Siran Stylo

Seca type stylo

  • An erect shrubby perennial that can grow up to 2m tall
  • Exhibits greater Anthracnose tolerance than Seca
  • Widely adapted and can persist under heavy grazing

    Shrubby stylo is native to South America in Northwest Argentina, Bolivia, Brazil, Colombia, Ecuador, Guyana, Peru, Venezuela and also in the Caribbean in the Bahamas & Cuba. Siran is a more leafier variety than Seca, and is a composite of 3 bred or selected lines (‘Jecuipe’, ‘Recife’, ‘Feira’) to provide multiple-gene resistance to anthracnose. Siran is adapted to a wider variety of conditions when compared to Seca, and produces a large quantity of highly nutritious feed for the dry season. Used in perennial pasture, in grassland or open woodland. Although sometimes sown with introduced grasses, it is most commonly sown into native grassland. Used for cut-and-carry in some countries. Young regrowth has qualities that suggest value for fodder conservation. Agro forestry potential, providing shade not too intense. Well adapted to infertile, acid, friable or hard-setting, sandy-surfaced soil; not as well adapted to heavier textured, less acid soils, and not suited at all to heavy clays. A shrubby legume, that can grow up to 2m tall. Under heavy grazing, plants can adopt a low, almost prostrate growth habit, to 5 to 10cm high. Siran has a large tap root to 4 m deep.



    Recommended planting rates for AgriCOTE Siran Stylo are: 2 - 5Kg per Hectare Since seedlings are slow to develop, it is best to sow at the end of the dry season or early in the wet season to allow plants to develop sufficiently before the next dry season or the onset of frost. Siran can be sown conventionally into the soil, or by air. In tropical Northern parts of Australia, Siran Stylo is also commonly included in “loose lick” fed during the dry season, and readily establishes in the dung.


    Variety Management / Agronomy

    While seedlings are very slow growing for the first season, they are particularly hardy and able to establish unless grass competition is strong. In the establishment year, grazing pressure should be managed to minimise grass competition, but the stand should not be heavily grazed once plants start to flower, to encourage seed-set and stand thickening. In subsequent years, it is best to avoid heavy grazing in the early part of the season, since stock select the grass leading to grass decline and stylo dominance.
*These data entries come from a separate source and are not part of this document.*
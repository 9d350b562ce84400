//! Global user settings model.
//!
//! # Responsibility
//! - Define the single settings record and its defaults.
//! - Merge partial updates and report which fields changed.
//!
//! # Invariants
//! - Exactly one live settings record exists; it is never deleted.
//! - `background_opacity` stays within `[0, 1]`.
//! - Fields missing from a stored document fall back to their defaults.

use serde::{Deserialize, Serialize};

/// Theme identifier (`dark`, `light`, `cafe`, ...).
///
/// Kept opaque: color tables live in the presentation layer.
pub type ThemeId = String;

/// Grid style identifier (`rounded`, `square`, ...).
pub type GridStyleId = String;

/// Grid style used for months without an explicit override.
pub const DEFAULT_GRID_STYLE: &str = "rounded";

/// First column of the month grid.
#[derive(Debug, Clone, Copy, Default, PartialEq, Eq, Serialize, Deserialize)]
#[serde(rename_all = "snake_case")]
pub enum WeekStart {
    #[default]
    Sunday,
    Monday,
}

/// Global application settings.
#[derive(Debug, Clone, PartialEq, Serialize, Deserialize)]
#[serde(default)]
pub struct Settings {
    pub week_starts_on: WeekStart,
    pub app_theme: ThemeId,
    /// Month theme used when a month has no override.
    pub calendar_theme: ThemeId,
    /// Locale code handed to the locale subsystem.
    pub language: String,
    /// Region code handed to the holiday provider.
    pub country: String,
    pub show_holidays: bool,
    pub shop_name: String,
    /// Encoded image payload (opaque to core).
    pub shop_logo: Option<String>,
    /// Encoded image payload (opaque to core).
    pub background_image: Option<String>,
    pub background_opacity: f64,
}

impl Default for Settings {
    fn default() -> Self {
        Self {
            week_starts_on: WeekStart::Sunday,
            app_theme: "dark".to_string(),
            calendar_theme: "dark".to_string(),
            language: "ja".to_string(),
            country: "JP".to_string(),
            show_holidays: true,
            shop_name: String::new(),
            shop_logo: None,
            background_image: None,
            background_opacity: 0.3,
        }
    }
}

impl Settings {
    /// Returns a copy with `patch` applied.
    ///
    /// A non-finite opacity keeps the current value; finite values are
    /// clamped into `[0, 1]`.
    pub fn merged(&self, patch: &SettingsPatch) -> Self {
        let mut next = self.clone();
        if let Some(value) = patch.week_starts_on {
            next.week_starts_on = value;
        }
        if let Some(value) = &patch.app_theme {
            next.app_theme = value.clone();
        }
        if let Some(value) = &patch.calendar_theme {
            next.calendar_theme = value.clone();
        }
        if let Some(value) = &patch.language {
            next.language = value.clone();
        }
        if let Some(value) = &patch.country {
            next.country = value.clone();
        }
        if let Some(value) = patch.show_holidays {
            next.show_holidays = value;
        }
        if let Some(value) = &patch.shop_name {
            next.shop_name = value.clone();
        }
        if let Some(value) = &patch.shop_logo {
            next.shop_logo = value.clone();
        }
        if let Some(value) = &patch.background_image {
            next.background_image = value.clone();
        }
        if let Some(value) = patch.background_opacity {
            if value.is_finite() {
                next.background_opacity = value.clamp(0.0, 1.0);
            }
        }
        next
    }

    /// Brings a loaded record back within its invariants.
    pub(crate) fn normalized(mut self) -> Self {
        self.background_opacity = if self.background_opacity.is_finite() {
            self.background_opacity.clamp(0.0, 1.0)
        } else {
            Self::default().background_opacity
        };
        self
    }
}

/// Partial settings update. `None` keeps the current value.
///
/// Image fields take `Some(None)` to remove the stored image.
#[derive(Debug, Clone, Default, PartialEq)]
pub struct SettingsPatch {
    pub week_starts_on: Option<WeekStart>,
    pub app_theme: Option<ThemeId>,
    pub calendar_theme: Option<ThemeId>,
    pub language: Option<String>,
    pub country: Option<String>,
    pub show_holidays: Option<bool>,
    pub shop_name: Option<String>,
    pub shop_logo: Option<Option<String>>,
    pub background_image: Option<Option<String>>,
    pub background_opacity: Option<f64>,
}

/// Settings fields that dependent subsystems react to.
#[derive(Debug, Clone, Copy, PartialEq, Eq, Hash)]
pub enum SettingsField {
    Language,
    Country,
}

impl SettingsField {
    pub fn as_str(self) -> &'static str {
        match self {
            Self::Language => "language",
            Self::Country => "country",
        }
    }

    /// Returns whether this field differs between two records.
    pub fn changed(self, previous: &Settings, current: &Settings) -> bool {
        match self {
            Self::Language => previous.language != current.language,
            Self::Country => previous.country != current.country,
        }
    }
}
This can lead to weedy pastures and soil acidification. However, it may be advantageous to graze heavily following burning and oversowing to reduce competition for the developing seedlings from established perennial grasses.


    Pest / Disease Resistance

    Shrubby stylo truck borer can cause significant damage in pastures and seed crops. The main diseases of stylos generally are anthracnose and botrytis head blight. Siran stylo shows greater anthracnose tolerance than the other commercially available variety, Seca, Violet root rot has led to stand reduction in the sub-humid subtropics during cool, wet conditions.


    Dry-matter yields on poor soils in a low rainfall area may be less than 1 t/ha, but up to 10 t/ha under more ideal conditions. In grass/legume pastures it can contribute 2-7 t/ha DM.


    Animal Production

    Annual liveweight gains of 140-160 kg/hd can be achieved from grass/legume pastures. Nutritive value declines with age, leaf crude protein from 20 to 10%, P from 0.3 to 0.1% and IVDMD from 70 to 50%. ADF values of about 30 % in the leaf, and 43% in the stem of the terminal 15 cm of shoots have been measured. Proportion of stem increases with age, from about 20% early in the growing season to 75% at the end of the season (and higher in grazed pastures). This varies considerably with ecotype. Often need supplementary P to achieve best animal performance. Na levels are much higher than those for many other tropical legumes and may be 1-2 % of DM in leaf and stem.



    No record of toxicity.


    Tropical Legumes

    Unlike tropical grasses, Tropical legumes are often more digestible, have higher protein & energy. Whilst monocultures of tropical legumes can be grown, often they are used in conjunction with tropical grasses to improve the overall quality of tropical pasture systems.